As the third largest and second most populous country in Latin America, Mexico has developed an extensive transportation network to meet the needs of the economy. As with communications, transportation in Mexico is regulated by the Secretariat of Communications and Transportation (SCT), a federal executive cabinet ministry. Founded on 13 May 1891 as the Secretariat of Communications and Public Works, the SCT is divided into three sub secretariats: the Sub secretariat of Infrastructure, the Sub secretariat of Communications and the Sub secretariat of Transportation.
The roadway network in Mexico is extensive and all areas in the country are covered by it. The roadway network in Mexico has an extent of 332,031 km (206,314 miles), of which 116,802 km (72,577 miles) are paved, making it the largest paved-roadway network in Latin America. Of these, 10,474 km (6,508 miles) are multi-lane expressways: 9,544 km (5,930 miles) are four-lane highways and the rest have 6 or more lanes.
The highway network in Mexico is classified by number of lanes and type of access. The great majority of the network is composed of undivided or divided two-lane highways—with or without shoulders, and are known simply as carreteras. Four or more-lane freeways or expressways, with restricted or unrestricted access are known as autopistas. Speed limits in two-lane highways can vary depending on terrain conditions. The speed limit in multi-lane freeways or expressways is on average 110 km/h (70 mph) for automobiles and 95 km/h (60 mph) for buses and trucks.
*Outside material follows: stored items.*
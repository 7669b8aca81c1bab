/******************************************************************************
   Author: Joaquín Béjar García
   Email: jb@taunais.com
   Date: 27/1/26
******************************************************************************/

//! # IronGate Logger
//!
//! Merges the inbound stream, the outbound stream, and the replay watermark
//! stream into a single stream ordered by capture timestamp.
//!
//! Inbound and outbound traffic arrive on independent paths with unbounded
//! relative skew; the logger buffers every record and releases only what is
//! provably safe: a record is emitted once every input stream has advanced
//! past its timestamp. Downstream analytics rely on the resulting
//! non-decreasing timestamp order.

pub mod consumer;
pub mod logger;

pub use consumer::{FixMessageConsumer, IlinkMessageConsumer, LoggerConfiguration};
pub use logger::FixMessageLogger;
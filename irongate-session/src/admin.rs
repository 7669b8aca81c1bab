/******************************************************************************
   Author: Joaquín Béjar García
   Email: jb@taunais.com
   Date: 27/1/26
******************************************************************************/

//! Typed views over administrative messages.
//!
//! Each admin message is decoded into a stack-allocated tagged variant
//! borrowing from the original buffer; the session then dispatches with an
//! exhaustive match instead of re-scanning fields per handler.

use irongate_core::error::DecodeError;
use irongate_core::field::tags;
use irongate_core::message::{MsgType, RawMessage};

/// Decoded fields of a Logon (35=A).
#[derive(Debug, Clone, Copy)]
pub struct LogonView<'a> {
    /// HeartBtInt (tag 108) in seconds.
    pub heart_bt_int_secs: u64,
    /// ResetSeqNumFlag (tag 141).
    pub reset_seq_num: bool,
    /// Username (tag 553), if present.
    pub username: Option<&'a str>,
    /// Password (tag 554), if present.
    pub password: Option<&'a str>,
}

/// A decoded administrative message.
#[derive(Debug, Clone, Copy)]
pub enum AdminMessage<'a> {
    /// Logon (35=A).
    Logon(LogonView<'a>),
    /// Heartbeat (35=0), optionally echoing a TestReqID.
    Heartbeat {
        /// TestReqID (tag 112) being answered, if any.
        test_req_id: Option<&'a str>,
    },
    /// TestRequest (35=1).
    TestRequest {
        /// TestReqID (tag 112) to echo in the Heartbeat reply.
        test_req_id: &'a str,
    },
    /// ResendRequest (35=2).
    ResendRequest {
        /// BeginSeqNo (tag 7), inclusive.
        begin_seq_no: u64,
        /// EndSeqNo (tag 16), inclusive; 0 means "through current".
        end_seq_no: u64,
    },
    /// SequenceReset (35=4), in gap-fill or reset mode.
    SequenceReset {
        /// GapFillFlag (tag 123).
        gap_fill: bool,
        /// NewSeqNo (tag 36): the next sequence number the peer will use.
        new_seq_no: u64,
    },
    /// Logout (35=5).
    Logout {
        /// Text (tag 58), if present.
        text: Option<&'a str>,
    },
    /// Reject (35=3). Logged and consumed.
    Reject,
}

impl<'a> AdminMessage<'a> {
    /// Decodes an administrative message view from a parsed message.
    ///
    /// # Returns
    /// `Ok(None)` for application messages.
    ///
    /// # Errors
    /// Returns `DecodeError` if a required type-specific field is missing or
    /// malformed.
    pub fn decode(message: &RawMessage<'a>) -> Result<Option<Self>, DecodeError> {
        let admin = match message.msg_type() {
            MsgType::Logon => Self::Logon(LogonView {
                heart_bt_int_secs: message.get_field_as(tags::HEART_BT_INT)?,
                reset_seq_num: message
                    .get_field(tags::RESET_SEQ_NUM_FLAG)
                    .is_some_and(|f| f.is_flag_set()),
                username: message.get_field_str(tags::USERNAME),
                password: message.get_field_str(tags::PASSWORD),
            }),
            MsgType::Heartbeat => Self::Heartbeat {
                test_req_id: message.get_field_str(tags::TEST_REQ_ID),
            },
            MsgType::TestRequest => Self::TestRequest {
                test_req_id: message
                    .get_field_str(tags::TEST_REQ_ID)
                    .ok_or(DecodeError::MissingRequiredField {
                        tag: tags::TEST_REQ_ID,
                    })?,
            },
            MsgType::ResendRequest => Self::ResendRequest {
                begin_seq_no: message.get_field_as(tags::BEGIN_SEQ_NO)?,
                end_seq_no: message.get_field_as(tags::END_SEQ_NO)?,
            },
            MsgType::SequenceReset => Self::SequenceReset {
                gap_fill: message
                    .get_field(tags::GAP_FILL_FLAG)
                    .is_some_and(|f| f.is_flag_set()),
                new_seq_no: message.get_field_as(tags::NEW_SEQ_NO)?,
            },
            MsgType::Logout => Self::Logout {
                text: message.get_field_str(tags::TEXT),
            },
            MsgType::Reject => Self::Reject,
            _ => return Ok(None),
        };

        Ok(Some(admin))
    }
}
The expressways are, for the most part, toll roads or autopistas de cuota. (Non-toll roads are referred to as carreteras libres, or free-roads). Most toll expressways have emergency telephone booths, water wells and emergency braking ramps at short intervals. The toll usually includes a "travelers' insurance" (seguro del viajero) should an accident occur within the freeway. Nonetheless, tolls are, on average, amongst the most expensive in the world, according to a comparative study realized in 2004 by the Chamber of Deputies. The most traveled freeways are those that link the three most populous cities in Mexico—Mexico City, Guadalajara and Monterrey—in the form of a triangle.
No federal freeway or expressway crosses a city; toll expressways are either turned into toll bypasses (libramientos) often used as toll or free ring roads (periféricos), or are transformed into major arterial roads, even if they are, in function, freeways with restricted access.
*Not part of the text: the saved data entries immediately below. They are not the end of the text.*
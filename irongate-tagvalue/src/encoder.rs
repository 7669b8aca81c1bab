/******************************************************************************
   Author: Joaquín Béjar García
   Email: jb@taunais.com
   Date: 27/1/26
******************************************************************************/

//! FIX message builder.
//!
//! Builds complete FIX messages in tag=value format. BeginString, BodyLength,
//! and Checksum are stamped automatically on [`MessageBuilder::finish`]; the
//! session layer appends the standard header fields it owns (MsgType,
//! CompIDs, MsgSeqNum, SendingTime) followed by the message body.

use crate::checksum::{calculate_checksum, format_checksum};
use bytes::{BufMut, BytesMut};
use irongate_core::field::tags;
use irongate_core::types::Timestamp;

/// SOH (Start of Header) delimiter used in FIX messages.
pub const SOH: u8 = 0x01;

/// Incremental FIX message builder.
#[derive(Debug)]
pub struct MessageBuilder {
    /// Buffer for the message body (between BodyLength and Checksum).
    body: BytesMut,
    /// The BeginString value (e.g., "FIX.4.4").
    begin_string: &'static str,
}

impl MessageBuilder {
    /// Creates a new builder with the specified BeginString.
    #[must_use]
    pub fn new(begin_string: &'static str) -> Self {
        Self {
            body: BytesMut::with_capacity(256),
            begin_string,
        }
    }

    /// Appends the MsgType field (tag 35). Must be the first body field.
    #[inline]
    pub fn msg_type(&mut self, value: &str) {
        debug_assert!(self.body.is_empty(), "msg_type must be the first field");
        self.put_str(tags::MSG_TYPE, value);
    }

    /// Appends the standard header fields the session stamps on every
    /// outgoing message.
    ///
    /// # Arguments
    /// * `sender` - SenderCompID (tag 49)
    /// * `target` - TargetCompID (tag 56)
    /// * `msg_seq_num` - MsgSeqNum (tag 34)
    /// * `sending_time` - SendingTime (tag 52)
    pub fn standard_header(
        &mut self,
        sender: &str,
        target: &str,
        msg_seq_num: u64,
        sending_time: Timestamp,
    ) {
        self.put_str(tags::SENDER_COMP_ID, sender);
        self.put_str(tags::TARGET_COMP_ID, target);
        self.put_uint(tags::MSG_SEQ_NUM, msg_seq_num);
        self.put_str(tags::SENDING_TIME, sending_time.format_millis().as_str());
    }

    /// Appends a field with a string value.
    #[inline]
    pub fn put_str(&mut self, tag: u32, value: &str) {
        self.put_raw(tag, value.as_bytes());
    }

    /// Appends a field with an unsigned integer value.
    #[inline]
    pub fn put_uint(&mut self, tag: u32, value: u64) {
        let mut buf = itoa::Buffer::new();
        self.put_raw(tag, buf.format(value).as_bytes());
    }

    /// Appends a field with a signed integer value.
    #[inline]
    pub fn put_int(&mut self, tag: u32, value: i64) {
        let mut buf = itoa::Buffer::new();
        self.put_raw(tag, buf.format(value).as_bytes());
    }

    /// Appends a field with a boolean value (Y/N).
    #[inline]
    pub fn put_bool(&mut self, tag: u32, value: bool) {
        self.put_raw(tag, if value { b"Y" } else { b"N" });
    }

    /// Appends a field with raw bytes.
    #[inline]
    pub fn put_raw(&mut self, tag: u32, value: &[u8]) {
        let mut tag_buf = itoa::Buffer::new();
        self.body.put_slice(tag_buf.format(tag).as_bytes());
        self.body.put_u8(b'=');
        self.body.put_slice(value);
        self.body.put_u8(SOH);
    }

    /// Finalizes the message and returns the complete encoded bytes.
    ///
    /// Prepends BeginString (tag 8) and BodyLength (tag 9), then appends
    /// the Checksum (tag 10).
    #[must_use]
    pub fn finish(self) -> BytesMut {
        let body_len = self.body.len();

        let mut message = BytesMut::with_capacity(body_len + 40);
        message.put_slice(b"8=");
        message.put_slice(self.begin_string.as_bytes());
        message.put_u8(SOH);
        message.put_slice(b"9=");

        let mut len_buf = itoa::Buffer::new();
        message.put_slice(len_buf.format(body_len).as_bytes());
        message.put_u8(SOH);
        message.put_slice(&self.body);

        let checksum = calculate_checksum(&message);
        message.put_slice(b"10=");
        message.put_slice(&format_checksum(checksum));
        message.put_u8(SOH);

        message
    }

    /// Returns the current body length.
    #[inline]
    #[must_use]
    pub fn body_len(&self) -> usize {
        self.body.len()
    }

    /// Clears the builder for reuse.
    #[inline]
    pub fn clear(&mut self) {
        self.body.clear();
    }
}

impl Default for MessageBuilder {
    fn default() -> Self {
        Self::new("FIX.4.4")
    }
}

#[cfg(test)]
mod tests {
    use super::*;
    use crate::checksum::parse_checksum;

    #[test]
    fn test_builder_basic() {
        let mut builder = MessageBuilder::new("FIX.4.4");
        builder.msg_type("0");

        let message = builder.finish();
        let text = String::from_utf8_lossy(&message);

        assert!(text.starts_with("8=FIX.4.4\x019=5\x01"));
        assert!(text.contains("35=0\x01"));
        assert!(text.contains("10="));
    }

    #[test]
    fn test_builder_standard_header() {
        let mut builder = MessageBuilder::new("FIX.4.4");
        builder.msg_type("A");
        builder.standard_header("LEFT", "RIGHT", 7, Timestamp::from_millis(0));

        let message = builder.finish();
        let text = String::from_utf8_lossy(&message);

        assert!(text.contains("35=A\x01"));
        assert!(text.contains("49=LEFT\x01"));
        assert!(text.contains("56=RIGHT\x01"));
        assert!(text.contains("34=7\x01"));
        assert!(text.contains("52=19700101-00:00:00.000\x01"));
    }

    #[test]
    fn test_builder_flags_and_ints() {
        let mut builder = MessageBuilder::new("FIX.4.4");
        builder.msg_type("4");
        builder.put_bool(123, true);
        builder.put_uint(36, 11);
        builder.put_int(58, -1);

        let message = builder.finish();
        let text = String::from_utf8_lossy(&message);

        assert!(text.contains("123=Y\x01"));
        assert!(text.contains("36=11\x01"));
        assert!(text.contains("58=-1\x01"));
    }

    #[test]
    fn test_builder_checksum_is_valid() {
        let mut builder = MessageBuilder::new("FIX.4.4");
        builder.msg_type("0");
        builder.put_str(112, "ping");

        let message = builder.finish();

        // Everything before "10=" participates in the checksum.
        let trailer_start = message.len() - 7;
        let declared = parse_checksum(&message[trailer_start + 3..trailer_start + 6]).unwrap();
        assert_eq!(declared, calculate_checksum(&message[..trailer_start]));
    }

    #[test]
    fn test_builder_clear() {
        let mut builder = MessageBuilder::new("FIX.4.4");
        builder.msg_type("0");
        assert!(builder.body_len() > 0);

        builder.clear();
        assert_eq!(builder.body_len(), 0);
    }
}
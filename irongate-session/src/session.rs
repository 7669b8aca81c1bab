/******************************************************************************
   Author: Joaquín Béjar García
   Email: jb@taunais.com
   Date: 27/1/26
******************************************************************************/

//! The FIX session state machine.
//!
//! One `Session` owns the lifecycle of a single logical FIX session: logon,
//! heartbeats, sequencing, resend, logout, and disconnect. It is mutated by
//! exactly one worker; progress happens only through [`Session::on_message`]
//! and [`Session::poll`], and neither ever blocks. Transport refusals are
//! recorded as pending work and retried on the next poll, ahead of any later
//! send, so the on-wire order always matches the order of successful sends.

use crate::admin::{AdminMessage, LogonView};
use crate::config::SessionConfig;
use crate::heartbeat::HeartbeatState;
use crate::state::{Action, PendingWork, SessionState};
use bytes::Bytes;
use irongate_core::clock::EpochNanoClock;
use irongate_core::error::SessionError;
use irongate_core::field::tags;
use irongate_core::message::{MsgType, OwnedMessage, RawMessage};
use irongate_core::types::{
    ConnectionId, DisconnectReason, LibraryId, MessageStatus, PersistenceMode, SessionId, Timestamp,
};
use irongate_store::{MessageStore, StoredMessage};
use irongate_tagvalue::{Decoder, MessageBuilder};
use irongate_transport::stream::{FrameHeader, StreamPublication};
use smallvec::SmallVec;
use std::collections::VecDeque;
use std::sync::Arc;
use tracing::{debug, info, warn};

/// SessionStatus (tag 1409) value sent when rejecting an unexpected
/// mid-stream sequence reset.
const SESSION_STATUS_SEQ_NUM_NOT_VALID: u64 = 5;
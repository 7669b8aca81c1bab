/******************************************************************************
   Author: Joaquín Béjar García
   Email: jb@taunais.com
   Date: 27/1/26
******************************************************************************/

//! # IronGate Engine
//!
//! Library/gateway integration for the IronGate session core.
//!
//! This crate provides:
//! - **Application trait**: async callback interface for session events and
//!   delivered messages
//! - **Ownership registry**: the two-phase `release_to_gateway` / `acquire`
//!   handoff between library workers and the gateway-managed pool
//! - **Session driver**: a Tokio task pumping a framed TCP stream through a
//!   session state machine

pub mod application;
pub mod driver;
pub mod ownership;

pub use application::{Application, NoOpApplication};
pub use driver::SessionDriver;
pub use ownership::{AdminCommand, SessionOwnership, SessionReplyStatus};
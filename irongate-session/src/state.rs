/******************************************************************************
   Author: Joaquín Béjar García
   Email: jb@taunais.com
   Date: 27/1/26
******************************************************************************/

//! Session state and message-handling outcomes.

use irongate_core::message::OwnedMessage;
use irongate_core::types::DisconnectReason;
use smallvec::SmallVec;

/// Lifecycle state of a FIX session.
///
/// Exactly one state holds at any moment; every state has a deterministic
/// transition for each event class.
#[derive(Debug, Clone, Copy, PartialEq, Eq, Hash)]
pub enum SessionState {
    /// TCP established; no Logon exchanged yet.
    Connected,
    /// Initiator has sent Logon and awaits the reply.
    SentLogon,
    /// Acceptor is waiting for the counterparty's Logon.
    AwaitingLogon,
    /// Logon exchanged; messages flow.
    Active,
    /// A gap was detected; a ResendRequest is outstanding.
    AwaitingResend,
    /// A Logout was sent; awaiting the reply or the disconnect timer.
    AwaitingLogout,
    /// The TCP connection is gone.
    Disconnected,
    /// The session has been administratively disabled.
    Disabled,
}

impl SessionState {
    /// Returns the state name for diagnostics.
    #[must_use]
    pub const fn name(self) -> &'static str {
        match self {
            Self::Connected => "CONNECTED",
            Self::SentLogon => "SENT_LOGON",
            Self::AwaitingLogon => "AWAITING_LOGON",
            Self::Active => "ACTIVE",
            Self::AwaitingResend => "AWAITING_RESEND",
            Self::AwaitingLogout => "AWAITING_LOGOUT",
            Self::Disconnected => "DISCONNECTED",
            Self::Disabled => "DISABLED",
        }
    }

    /// Returns true if application messages may be sent in this state.
    #[must_use]
    pub const fn can_send_app(self) -> bool {
        matches!(self, Self::Active | Self::AwaitingResend)
    }

    /// Returns true if the session still has a live connection.
    #[must_use]
    pub const fn is_connected(self) -> bool {
        !matches!(self, Self::Disconnected | Self::Disabled)
    }
}

/// Outcome of processing one inbound message.
#[derive(Debug)]
pub enum Action {
    /// Nothing to do (e.g. message arrived after disconnect).
    None,
    /// An admin message was consumed by the session layer.
    Consume,
    /// Application messages now deliverable, in sequence order. Usually just
    /// the message that was processed; after a gap closes it also carries
    /// the messages queued behind the gap.
    Deliver(SmallVec<[OwnedMessage; 1]>),
    /// The message arrived beyond a gap and was queued until the gap closes.
    Queue,
    /// The session disconnected as a result of this message.
    Disconnect(DisconnectReason),
}

impl Action {
    /// Convenience constructor for delivering a single message.
    #[must_use]
    pub fn deliver_one(message: OwnedMessage) -> Self {
        let mut messages: SmallVec<[OwnedMessage; 1]> = SmallVec::new();
        messages.push(message);
        Self::Deliver(messages)
    }

    /// Returns true if this is a `Deliver` action.
    #[must_use]
    pub const fn is_deliver(&self) -> bool {
        matches!(self, Self::Deliver(_))
    }
}

/// A send refused by the transport, kept for retry on the next poll.
///
/// While a retry is outstanding no later send may be attempted, preserving
/// the on-wire ordering of successful sends.
#[derive(Debug)]
pub(crate) enum PendingWork {
    /// A fully encoded frame awaiting transmission.
    Frame {
        /// Message type tag for the frame header.
        message_type: u16,
        /// Sequence number the frame was encoded with.
        seq_num: u64,
        /// The encoded bytes.
        bytes: bytes::Bytes,
    },
    /// A resend replay interrupted by back-pressure, restartable from
    /// `begin`.
    Replay {
        /// Next sequence number to replay.
        begin: u64,
        /// Last sequence number of the requested range.
        end: u64,
    },
}

#[cfg(test)]
mod tests {
    use super::*;

    #[test]
    fn test_state_names() {
        assert_eq!(SessionState::Active.name(), "ACTIVE");
        assert_eq!(SessionState::AwaitingResend.name(), "AWAITING_RESEND");
    }

    #[test]
    fn test_can_send_app() {
        assert!(SessionState::Active.can_send_app());
        assert!(SessionState::AwaitingResend.can_send_app());
        assert!(!SessionState::SentLogon.can_send_app());
        assert!(!SessionState::Disconnected.can_send_app());
    }

    #[test]
    fn test_is_connected() {
        assert!(SessionState::Connected.is_connected());
        assert!(SessionState::AwaitingLogout.is_connected());
        assert!(!SessionState::Disconnected.is_connected());
        assert!(!SessionState::Disabled.is_connected());
    }
}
Mexican highways are assigned a one to three-digit number. North-south highways are assigned odd numbers whereas east-west highways are assigned even numbers. Toll expressways usually run parallel to a free road, and therefore, are assigned the same number with the letter "D" added. (For example, the undivided two-lane highway connecting Mexico City and Puebla is MX 150, whereas the six-lane toll expressway is MX 150D).
Mexico has had difficulty in building an integrated highway network due to the country's orography and landscape characteristics—most of the country is crossed by high-altitude ranges of mountains. Over the last two decades, Mexico has made impressive investments in order to improve its road infrastructure and connect main cities and towns across the country. In spite of its extension and recent development, the roadway network in Mexico is still inadequate to meet the current needs of the population and, except for the toll roads, they are often not adequately maintained.
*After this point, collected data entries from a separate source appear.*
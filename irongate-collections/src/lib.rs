/******************************************************************************
   Author: Joaquín Béjar García
   Email: jb@taunais.com
   Date: 27/1/26
******************************************************************************/

//! # IronGate Collections
//!
//! Primitive-keyed, allocation-light collections used on the gateway hot
//! path.
//!
//! This crate provides:
//! - [`Long2LongMap`]: an open-addressed `i64 -> i64` hash map with linear
//!   probing and shift-compaction on removal, avoiding boxing and tombstones

pub mod long_map;

pub use long_map::Long2LongMap;
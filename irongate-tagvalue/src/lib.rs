/******************************************************************************
   Author: Joaquín Béjar García
   Email: jb@taunais.com
   Date: 27/1/26
******************************************************************************/

//! # IronGate Tag-Value
//!
//! Zero-copy FIX tag=value encoding and decoding for the IronGate engine.
//!
//! This crate provides high-performance parsing and serialization of FIX
//! messages using the standard tag=value format with SOH (0x01) delimiters.
//!
//! ## Features
//!
//! - **Zero-copy parsing**: Field values reference the original buffer
//! - **SIMD-accelerated**: Uses `memchr` for fast delimiter search
//! - **Session header support**: the encoder stamps MsgSeqNum, SendingTime,
//!   and the CompID pair the way the session state machine requires

pub mod checksum;
pub mod decoder;
pub mod encoder;

pub use checksum::{calculate_checksum, format_checksum, parse_checksum};
pub use decoder::Decoder;
pub use encoder::MessageBuilder;
pub use irongate_core::message::RawMessage;

/// SOH (Start of Header) delimiter used in FIX messages.
pub const SOH: u8 = 0x01;
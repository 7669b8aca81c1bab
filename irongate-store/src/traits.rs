/******************************************************************************
   Author: Joaquín Béjar García
   Email: jb@taunais.com
   Date: 27/1/26
******************************************************************************/

//! Message store trait definition.
//!
//! The store is consulted synchronously from the session's resend path, so
//! implementations must not block. The session owns the sequence counters;
//! the store only records what was sent.

use bytes::Bytes;
use irongate_core::error::StoreError;
use irongate_core::message::MsgType;

/// A message recorded for potential resend.
#[derive(Debug, Clone)]
pub struct StoredMessage {
    /// Session-level sequence number the message was sent with.
    pub seq_num: u64,
    /// Sequence reset generation the message belongs to.
    pub sequence_index: u32,
    /// Message type, used to coalesce admin runs into gap-fills on replay.
    pub msg_type: MsgType,
    /// The complete encoded message.
    pub bytes: Bytes,
}

impl StoredMessage {
    /// Returns true if this is an administrative message.
    #[must_use]
    pub fn is_admin(&self) -> bool {
        self.msg_type.is_admin()
    }
}

/// Abstract interface for sent-message storage.
pub trait MessageStore: Send + Sync {
    /// Records an outgoing message.
    ///
    /// # Arguments
    /// * `message` - The message to record, keyed by its sequence number and
    ///   sequence index
    fn store(&self, message: StoredMessage);

    /// Retrieves messages for a resend request, in ascending sequence order.
    ///
    /// # Arguments
    /// * `sequence_index` - Generation to search
    /// * `begin` - Begin sequence number (inclusive)
    /// * `end` - End sequence number (inclusive, or 0 for "through current")
    ///
    /// # Errors
    /// Returns `StoreError::RangeNotAvailable` if no message in the range is
    /// held.
    fn get_range(
        &self,
        sequence_index: u32,
        begin: u64,
        end: u64,
    ) -> Result<Vec<StoredMessage>, StoreError>;

    /// Returns the highest sequence number stored for a generation, if any.
    fn highest_seq_num(&self, sequence_index: u32) -> Option<u64>;

    /// Clears all stored messages.
    fn reset(&self);
}

#[cfg(test)]
mod tests {
    use super::*;

    #[test]
    fn test_stored_message_admin_predicate() {
        let admin = StoredMessage {
            seq_num: 1,
            sequence_index: 0,
            msg_type: MsgType::Heartbeat,
            bytes: Bytes::from_static(b"x"),
        };
        let app = StoredMessage {
            seq_num: 2,
            sequence_index: 0,
            msg_type: MsgType::NewOrderSingle,
            bytes: Bytes::from_static(b"y"),
        };

        assert!(admin.is_admin());
        assert!(!app.is_admin());
    }
}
An additional problem is that in the center of the country the roads run into Metro Mexico City from regional centers and there are few roads which run peripherically so as to connect the other regional centers without running through the congestion around the capital. The federal government (in parternship with the government of Mexico State and the Federal District) has tried to alleviate this problem by constructing a tolled Mexico City bypass highway, named "Arco Norte," partially opened in 2009.
Buses and Taxis in Mexico
Mexico's bus system is well-organized, relatively cheap - depending which line you choose to travel on - and runs almost everywhere in the republic. Tickets are sold only one way. You must buy the return ticket at your destination. Bus companies take reservations over the telephone, but find out when you have to pick up the tickets and where. Some bus lines have ticket offices throughout the city.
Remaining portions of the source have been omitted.